Meet our Writer in Residence
We are excited to welcome Katya de Becerra to Cymera. Katya is a horror writer from Melbourne and is joining Cymera thanks to our friends at Melbourne City of Literature.
Katya will be in conversation with Scottish author Mo Hannah, one half of MK Hardy,on Sunday 19th April at 11am BST via Zoom.
About Katya
Katya de Becerra writes atmospheric horror and fantasy featuring determined characters, complicated families, and enigmatic places. Her novels have been praised as “thoughtful and compelling” (The Bulletin) and “haunting, intense, and eerily spooky” (Kirkus Reviews). Her young adult fiction has received multiple starred reviews and major awards, including the Aurealis Award for Best Young Adult Novel and the Shadows Award for Best Novel. Katya is also the co‑editor of This Fresh Hell, an anthology that reimagines and subverts classic horror tropes, which was a finalist for the 2024 Australian Science Fiction (“Ditmar”) Award for Best Collected Work. Her short fiction appears regularly in anthologies and literary magazines. Her forthcoming novel, Little Kin, is her adult debut. Drawing on Katya’s training as a cultural anthropologist, the novel explores kinship, inheritance, ritual obligation, and the ethics of care—examining how families are formed, sustained, and haunted across generations. Little Kin reflects Katya’s long‑standing interest in belonging, interdependence, and the uncanny persistence of the past. Katya holds a PhD in Cultural Anthropology and is a tenured university academic. She lives in Australia, on the lands called Merri-bek, where the Wurundjeri Woi wurrung people are the Traditional Owners.
Workshop: Meeting the Monster: Finding the Emotional Core of Horror
Sunday 26th April, 11am to 11:45am
Horror is more than shock and spectacle—it’s a genre that reveals who we are under pressure.

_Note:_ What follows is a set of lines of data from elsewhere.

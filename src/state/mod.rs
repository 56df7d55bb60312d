//! Run state persistence.
//!
//! Each resolve writes its report to `.tether/last-run.json` so that
//! `tether last` and post-mortem diagnostics can see what happened without
//! re-running anything. Persistence is best-effort: a repository that is
//! read-only should still resolve.

use std::fs;
use std::path::PathBuf;

use crate::error::{Result, TetherError};
use crate::resolver::RunReport;
use crate::workspace::Workspace;

/// File name of the persisted report, under the `.tether` state directory.
pub const LAST_RUN_FILE: &str = "last-run.json";

fn last_run_path(workspace: &Workspace) -> PathBuf {
    workspace.state_dir().join(LAST_RUN_FILE)
}

/// Persist a run report.
pub fn save_last_run(workspace: &Workspace, report: &RunReport) -> Result<()> {
    let path = last_run_path(workspace);
    fs::create_dir_all(workspace.state_dir())?;
    let json = serde_json::to_string_pretty(report).map_err(|e| TetherError::State {
        path: path.clone(),
        message: e.to_string(),
    })?;
    fs::write(&path, json)?;
    Ok(())
}

/// Load the most recent run report, if any.
pub fn load_last_run(workspace: &Workspace) -> Result<Option<RunReport>> {
    let path = last_run_path(workspace);
    if !path.exists() {
        return Ok(None);
    }
    let content = fs::read_to_string(&path)?;
    let report = serde_json::from_str(&content).map_err(|e| TetherError::State {
        path,
        message: e.to_string(),
    })?;
    Ok(Some(report))
}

In this one‑hour online workshop, multi‑award‑winning author Katya de Becerra explores how horror uses monsters, the uncanny, and fear itself to reflect identity, trauma, and transformation.
Drawing on examples from contemporary, cutting‑edge horror, Katya will unpack how emotionally resonant horror works and why it lingers. Participants will take part in two short, guided writing exercises designed to help you generate a horror concept and shape a moment of tension on the page.
This session is ideal for writers curious about horror, speculative fiction, or dark storytelling—and for anyone interested in how fear can become a powerful creative tool.
Running time: 105 minutes including breaks
Tickets: £14.50/£11.50 (plus 50p booking fee)
The workshop will be take place in Zoom meetings. You will receive the Zoom link 48 hours before the event. Workshops are not recorded.